[Stored data]
#![no_main]
#![no_std]

// Reset on panic
#[allow(unused_extern_crates)] // NOTE(allow) bug rust-lang/rust#53964
extern crate panic_reset; // panic handler

use core::cell::RefCell;

use crate::hal::{
    gpio::{Edge, ExtiPin},
    i2c::I2c,
    prelude::*,
    serial::{config::Config as SerialConfig, Serial},
    stm32::{self, interrupt},
};
use cortex_m::peripheral::NVIC;
use cortex_m_rt::entry;
use rtt_target::{rprintln, rtt_init_print};
use stm32f4xx_hal as hal;

use gatekey::display::{fatal_frame, Display};
use gatekey::edge::EdgeCounter;
use gatekey::input::Buttons;
use gatekey::{App, Config};

mod board;

use board::{halt, BusProxy, Panel, Timebase};

const PANEL_ADDR: u8 = 0x3C;
const SELF_TEST_SAMPLES: usize = 4;

/// Rising edges on the oscillator monitor line (PB12).
///
/// Every edge is an interrupt, so PB12 must carry a divided, low rate tap of
/// the oscillator (a few kHz at most), never the raw counter input. At full
/// rate the handler would starve the main loop and skew the gate timing.
static EDGES: EdgeCounter = EdgeCounter::new();

#[entry]
fn main() -> ! {
    rtt_init_print!();

    if let Some(dp) = stm32::Peripherals::take() {
        // TIM2 for the timebase, SYSCFG for the EXTI line mapping
        dp.RCC.apb1enr.modify(|_, w| w.tim2en().set_bit());
        dp.RCC.apb2enr.modify(|_, w| w.syscfgen().set_bit());

        let rcc = dp.RCC.constrain();
        let clocks = rcc
            .cfgr
            .use_hse(24.mhz())
            .sysclk(96.mhz())
            .hclk(96.mhz())
            .pclk1(48.mhz())
            .pclk2(96.mhz())
            .freeze();

        let time = Timebase::start(dp.TIM2, &clocks);
        let config = Config::default();

        let gpioa = dp.GPIOA.split();
        let gpiob = dp.GPIOB.split();

        // I2C1 on PB6/PB7: SSD1306 at 0x3C, MPU-6050 at 0x68
        let scl = gpiob.pb6.into_alternate_af4().set_open_drain();
        let sda = gpiob.pb7.into_alternate_af4().set_open_drain();
        let i2c = RefCell::new(I2c::i2c1(dp.I2C1, (scl, sda), 400.khz(), clocks));

        let mut panel = match Panel::new(BusProxy(&i2c)) {
            Ok(panel) => panel,
            Err(e) => {
                rprintln!("panel init failed: {}", e);
                halt();
            }
        };
        rprintln!("panel up at 0x{:02X}", PANEL_ADDR);

        // USART2 TX on PA2 to the host, 9600 8N1
        let tx = gpioa.pa2.into_alternate_af7();
        let rx = gpioa.pa3.into_alternate_af7();
        let serial_config = SerialConfig::default().baudrate(9600.bps());
        let (host, _) = match Serial::usart2(dp.USART2, (tx, rx), serial_config, clocks) {
            Ok(serial) => serial.split(),
            Err(_) => {
                rprintln!("usart2 config rejected");
                panel.show(&fatal_frame("serial config")).ok();
                halt();
            }
        };

        #[cfg(not(feature = "noise-entropy"))]
        let entropy = {
            use gatekey::counter::CounterGate;
            use gatekey::entropy::GatedSampler;

            let motion = match board::Mpu6050::new(BusProxy(&i2c)) {
                Ok(motion) => motion,
                Err(e) => {
                    rprintln!("motion sensor init failed: {}", e);
                    panel.show(&fatal_frame("no motion sensor")).ok();
                    halt();
                }
            };

            // counter outputs Q0..Q7 on PA5..PA12
            let bus = [
                gpioa.pa5.into_floating_input().downgrade(),
                gpioa.pa6.into_floating_input().downgrade(),
                gpioa.pa7.into_floating_input().downgrade(),
                gpioa.pa8.into_floating_input().downgrade(),
                gpioa.pa9.into_floating_input().downgrade(),
                gpioa.pa10.into_floating_input().downgrade(),
                gpioa.pa11.into_floating_input().downgrade(),
                gpioa.pa12.into_floating_input().downgrade(),
            ];
            let counter = CounterGate::new(
                gpiob.pb0.into_push_pull_output(),
                gpiob.pb1.into_push_pull_output(),
                bus,
                time,
                config.reset_pulse_us,
                config.gate_settle_us,
            );
            GatedSampler::new(counter, motion, time, config.acquisition_window_us)
        };

        #[cfg(feature = "noise-entropy")]
        let entropy = {
            use gatekey::entropy::NoiseSampler;
            use hal::adc::{
                config::{AdcConfig, Resolution},
                Adc, Temperature,
            };

            let mut adc = Adc::adc1(dp.ADC1, true, AdcConfig::default());
            adc.enable_temperature_and_vref();
            adc.set_resolution(Resolution::Twelve);
            NoiseSampler::new(adc, Temperature, 100_000)
        };

        // oscillator monitor, counted in the background
        let mut syscfg = dp.SYSCFG;
        let mut exti = dp.EXTI;
        let mut osc = gpiob.pb12.into_floating_input();
        osc.make_interrupt_source(&mut syscfg);
        osc.trigger_on_edge(&mut exti, Edge::RISING);
        osc.enable_interrupt(&mut exti);
        unsafe { NVIC::unmask(stm32::Interrupt::EXTI15_10) };

        let buttons = Buttons::new(
            gpioa.pa0.into_pull_up_input(),
            gpioa.pa1.into_pull_up_input(),
            gpioa.pa4.into_pull_up_input(),
        );

        let mut app = App::new(config, entropy, buttons, time, panel, host).with_edge_counter(&EDGES);

        rprintln!("self-test");
        match app.self_test(SELF_TEST_SAMPLES) {
            Ok(result) if result.passed() => rprintln!("self-test passed"),
            Ok(result) => rprintln!("self-test: {:?}", result),
            Err(e) => {
                rprintln!("self-test error: {}", e);
                app.show_fatal("sampler fault");
                halt();
            }
        }

        rprintln!("START");
        app.run();
    }

    halt();
}

#[interrupt]
fn EXTI15_10() {
    EDGES.record();
    // PR is write one to clear
    unsafe { (*stm32::EXTI::ptr()).pr.write(|w| w.bits(1 << 12)) };
}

Exercise instructions. In the entries above, find the line holding "monitor line (PB12)." and the line holding "rtt_init_print!();", then retype exactly those two lines and every line between them, and nothing else.

Answer to this exercise.
/// Rising edges on the oscillator monitor line (PB12).
///
/// Every edge is an interrupt, so PB12 must carry a divided, low rate tap of
/// the oscillator (a few kHz at most), never the raw counter input. At full
/// rate the handler would starve the main loop and skew the gate timing.
static EDGES: EdgeCounter = EdgeCounter::new();

#[entry]
fn main() -> ! {
    rtt_init_print!();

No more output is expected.